GIVEN ENTRIES
::::::

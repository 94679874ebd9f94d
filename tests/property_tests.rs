//! Property-based round-trip and determinism checks.
//!
//! Trees are generated bottom-up from serializable leaves: strings without
//! backticks, finite numbers, non-empty binary blobs (an empty blob would
//! need an empty constructor payload, which the grammar forbids), and
//! whole-second timestamps.

use chrono::{DateTime, NaiveDate, Utc};
use dtxt::{parse, to_string, to_string_pretty, Map, Timestamp, Value};
use num_bigint::BigInt;
use proptest::collection::{btree_map, vec};
use proptest::prelude::*;

fn arb_key() -> impl Strategy<Value = String> {
    "[a-zA-Z0-9_]{1,12}"
}

fn arb_timestamp() -> impl Strategy<Value = Value> {
    prop_oneof![
        (0i64..40_000).prop_map(|d| {
            let epoch = NaiveDate::from_ymd_opt(1970, 1, 1).unwrap();
            Value::Timestamp(Timestamp::Date(epoch + chrono::Duration::days(d)))
        }),
        (0i64..2_000_000_000).prop_map(|s| {
            let dt: DateTime<Utc> = DateTime::from_timestamp(s, 0).unwrap();
            Value::Timestamp(Timestamp::DateTime(dt))
        }),
    ]
}

fn arb_leaf() -> impl Strategy<Value = Value> {
    prop_oneof![
        Just(Value::Null),
        any::<bool>().prop_map(Value::Bool),
        (-1_000_000_000i64..1_000_000_000).prop_map(|n| Value::Number(n as f64)),
        any::<f32>()
            .prop_filter("finite", |f| f.is_finite())
            .prop_map(|f| Value::Number(f64::from(f))),
        "[a-zA-Z0-9 _.,:/()+-]{0,24}".prop_map(Value::String),
        any::<i128>().prop_map(|n| Value::BigInt(BigInt::from(n))),
        vec(any::<u8>(), 1..24).prop_map(Value::Binary),
        arb_timestamp(),
    ]
}

fn arb_value() -> impl Strategy<Value = Value> {
    arb_leaf().prop_recursive(4, 48, 6, |inner| {
        prop_oneof![
            vec(inner.clone(), 0..6).prop_map(Value::Array),
            btree_map(arb_key(), inner, 0..6).prop_map(|m| {
                Value::Object(m.into_iter().collect::<Map>())
            }),
        ]
    })
}

fn arb_document() -> impl Strategy<Value = Value> {
    btree_map(arb_key(), arb_value(), 0..8)
        .prop_map(|m| Value::Object(m.into_iter().collect::<Map>()))
}

proptest! {
    #[test]
    fn prop_canonical_round_trips(doc in arb_document()) {
        let canonical = to_string(&doc).unwrap();
        let reparsed = parse(&canonical).unwrap();
        prop_assert_eq!(&reparsed, &doc);
        // And canonicalizing the reparse changes nothing.
        prop_assert_eq!(to_string(&reparsed).unwrap(), canonical);
    }

    #[test]
    fn prop_pretty_round_trips(doc in arb_document()) {
        let pretty = to_string_pretty(&doc).unwrap();
        prop_assert_eq!(parse(&pretty).unwrap(), doc);
    }

    #[test]
    fn prop_canonical_is_insertion_order_independent(
        entries in vec((arb_key(), arb_leaf()), 0..8)
    ) {
        let forward: Map = entries.iter().cloned().collect();
        let reverse: Map = entries.iter().rev().cloned().collect();
        // Later duplicates overwrite, so the two maps hold the same keys but
        // possibly different values; only compare when they agree.
        if forward == reverse {
            prop_assert_eq!(
                to_string(&Value::Object(forward)).unwrap(),
                to_string(&Value::Object(reverse)).unwrap()
            );
        }
    }

    #[test]
    fn prop_parse_never_panics(input in "\\PC{0,64}") {
        let _ = parse(&input);
    }

    #[test]
    fn prop_normalized_is_stable(doc in arb_document()) {
        let normalized = doc.normalized();
        prop_assert_eq!(normalized.normalized(), normalized);
    }
}
//! DTXT serialization.
//!
//! Two modes share one per-variant encoding:
//!
//! - **Canonical**: no whitespace, object keys sorted by ascending UTF-8
//!   byte value, uppercase hex, normalized big-integer digits. Byte-identical
//!   for equal trees, which is what makes canonical form usable for hashing
//!   and signing.
//! - **Pretty**: one line per member/element, a caller-supplied indent unit
//!   per nesting level, trailing commas before closers, a space after each
//!   key's colon. Key sorting is on by default and configurable.
//!
//! Serialization fails only on trees the format cannot represent: NaN or
//! infinite numbers, strings containing a backtick, and object keys that are
//! not identifiers.

use crate::error::{Error, Result};
use crate::options::WriteOptions;
use crate::tokenizer::is_identifier_byte;
use crate::value::Value;
use std::fmt::Write;

pub(crate) struct Serializer<'o> {
    out: String,
    /// `None` is canonical mode; `Some` carries the pretty options.
    options: Option<&'o WriteOptions>,
}

impl<'o> Serializer<'o> {
    pub(crate) fn canonical() -> Self {
        Serializer {
            out: String::with_capacity(256),
            options: None,
        }
    }

    pub(crate) fn pretty(options: &'o WriteOptions) -> Self {
        Serializer {
            out: String::with_capacity(256),
            options: Some(options),
        }
    }

    pub(crate) fn serialize(mut self, value: &Value) -> Result<String> {
        self.write_value(value, 0)?;
        Ok(self.out)
    }

    fn push_indent(&mut self, level: usize) {
        if let Some(options) = self.options {
            for _ in 0..level {
                self.out.push_str(&options.indent);
            }
        }
    }

    /// Keys pass through bare, so a caller-built map can hold keys the
    /// grammar cannot spell. Those trees are unserializable, like backticked
    /// strings.
    fn write_key(&mut self, key: &str) -> Result<()> {
        if key.is_empty() || !key.bytes().all(is_identifier_byte) {
            return Err(Error::unsupported(format!(
                "key `{}` is not an identifier",
                key
            )));
        }
        self.out.push_str(key);
        Ok(())
    }

    fn sorted_keys<'v>(&self, obj: &'v crate::Map) -> Vec<&'v String> {
        let mut keys: Vec<&String> = obj.keys().collect();
        let sort = self.options.map_or(true, |o| o.sort_keys);
        if sort {
            // str ordering is bytewise over UTF-8, exactly the canonical rule.
            keys.sort();
        }
        keys
    }

    fn write_value(&mut self, value: &Value, level: usize) -> Result<()> {
        match value {
            Value::Null => self.out.push('N'),
            Value::Bool(true) => self.out.push('T'),
            Value::Bool(false) => self.out.push('F'),
            Value::Number(n) => {
                if !n.is_finite() {
                    return Err(Error::unsupported(format!(
                        "number {} has no DTXT representation",
                        n
                    )));
                }
                let _ = write!(self.out, "{}", n);
            }
            Value::String(s) => {
                if s.contains('`') {
                    return Err(Error::unsupported("string contains a backtick"));
                }
                self.out.push('`');
                self.out.push_str(s);
                self.out.push('`');
            }
            Value::BigInt(n) => {
                // BigInt's Display already strips leading zeros and folds -0.
                let _ = write!(self.out, "BN({})", n);
            }
            Value::Binary(bytes) => {
                self.out.push_str("B(");
                for b in bytes {
                    let _ = write!(self.out, "{:02X}", b);
                }
                self.out.push(')');
            }
            Value::Timestamp(ts) => {
                let _ = write!(self.out, "D({})", ts);
            }
            Value::Array(arr) => self.write_array(arr, level)?,
            Value::Object(obj) => self.write_object(obj, level)?,
        }
        Ok(())
    }

    fn write_array(&mut self, arr: &[Value], level: usize) -> Result<()> {
        if arr.is_empty() {
            self.out.push_str("[]");
            return Ok(());
        }
        self.out.push('[');
        if self.options.is_some() {
            self.out.push('\n');
            for element in arr {
                self.push_indent(level + 1);
                self.write_value(element, level + 1)?;
                self.out.push_str(",\n");
            }
            self.push_indent(level);
        } else {
            for (i, element) in arr.iter().enumerate() {
                if i > 0 {
                    self.out.push(',');
                }
                self.write_value(element, level + 1)?;
            }
        }
        self.out.push(']');
        Ok(())
    }

    fn write_object(&mut self, obj: &crate::Map, level: usize) -> Result<()> {
        if obj.is_empty() {
            self.out.push_str("{}");
            return Ok(());
        }
        let keys = self.sorted_keys(obj);
        self.out.push('{');
        if self.options.is_some() {
            self.out.push('\n');
            for key in keys {
                self.push_indent(level + 1);
                self.write_key(key)?;
                self.out.push_str(": ");
                if let Some(value) = obj.get(key) {
                    self.write_value(value, level + 1)?;
                }
                self.out.push_str(",\n");
            }
            self.push_indent(level);
        } else {
            for (i, key) in keys.into_iter().enumerate() {
                if i > 0 {
                    self.out.push(',');
                }
                self.write_key(key)?;
                self.out.push(':');
                if let Some(value) = obj.get(key) {
                    self.write_value(value, level + 1)?;
                }
            }
        }
        self.out.push('}');
        Ok(())
    }
}

#[cfg(test)]
mod tests {
    use crate::{
        dtxt, to_string, to_string_pretty, to_string_with_options, ErrorKind, Map, Value,
        WriteOptions,
    };

    #[test]
    fn test_canonical_sorts_keys_bytewise() {
        let value = dtxt!({ "name": "Sample", "count": 42, "active": true });
        assert_eq!(
            to_string(&value).unwrap(),
            "{active:T,count:42,name:`Sample`}"
        );
    }

    #[test]
    fn test_canonical_scalars() {
        let value = dtxt!({ "n": null, "t": true, "f": false, "x": 2.5, "neg": (-3) });
        assert_eq!(to_string(&value).unwrap(), "{f:F,n:N,neg:-3,t:T,x:2.5}");
    }

    #[test]
    fn test_empty_containers_have_no_inner_whitespace() {
        let value = dtxt!({ "a": [], "o": {} });
        assert_eq!(to_string(&value).unwrap(), "{a:[],o:{}}");
        assert_eq!(
            to_string_pretty(&value).unwrap(),
            "{\n  a: [],\n  o: {},\n}"
        );
    }

    #[test]
    fn test_pretty_shape() {
        let value = dtxt!({ "b": [1, 2], "a": 1 });
        let expected = "{\n  a: 1,\n  b: [\n    1,\n    2,\n  ],\n}";
        assert_eq!(to_string_pretty(&value).unwrap(), expected);
    }

    #[test]
    fn test_pretty_can_keep_insertion_order() {
        let value = dtxt!({ "b": 1, "a": 2 });
        let opts = WriteOptions::new().with_sort_keys(false);
        assert_eq!(
            to_string_with_options(&value, &opts).unwrap(),
            "{\n  b: 1,\n  a: 2,\n}"
        );
    }

    #[test]
    fn test_custom_indent_unit() {
        let value = dtxt!({ "a": 1 });
        let opts = WriteOptions::new().with_indent("\t");
        assert_eq!(
            to_string_with_options(&value, &opts).unwrap(),
            "{\n\ta: 1,\n}"
        );
    }

    #[test]
    fn test_binary_always_uppercase() {
        let value = dtxt!({ "b": (Value::Binary(vec![0xA7, 0x00, 0xFF])) });
        assert_eq!(to_string(&value).unwrap(), "{b:B(A700FF)}");
    }

    #[test]
    fn test_nan_and_infinity_are_unsupported() {
        for bad in [f64::NAN, f64::INFINITY, f64::NEG_INFINITY] {
            let value = dtxt!({ "x": bad });
            let err = to_string(&value).unwrap_err();
            assert_eq!(err.kind(), ErrorKind::UnsupportedValue);
        }
    }

    #[test]
    fn test_backtick_string_is_unsupported() {
        let value = dtxt!({ "s": "tick ` inside" });
        let err = to_string(&value).unwrap_err();
        assert_eq!(err.kind(), ErrorKind::UnsupportedValue);
    }

    #[test]
    fn test_non_identifier_keys_are_unsupported() {
        for key in ["user.name", "a b", "", "é"] {
            let mut map = Map::new();
            map.insert(key.to_string(), Value::Null);
            let value = Value::Object(map);
            for result in [to_string(&value), to_string_pretty(&value)] {
                let err = result.unwrap_err();
                assert_eq!(err.kind(), ErrorKind::UnsupportedValue, "key {:?}", key);
            }
        }
    }
}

::::::

DIRECTIONS
Within the lines above, find those holding the word "enumerate" and copy them.

WRITTEN RESPONSE
            for (i, element) in arr.iter().enumerate() {
            for (i, key) in keys.into_iter().enumerate() {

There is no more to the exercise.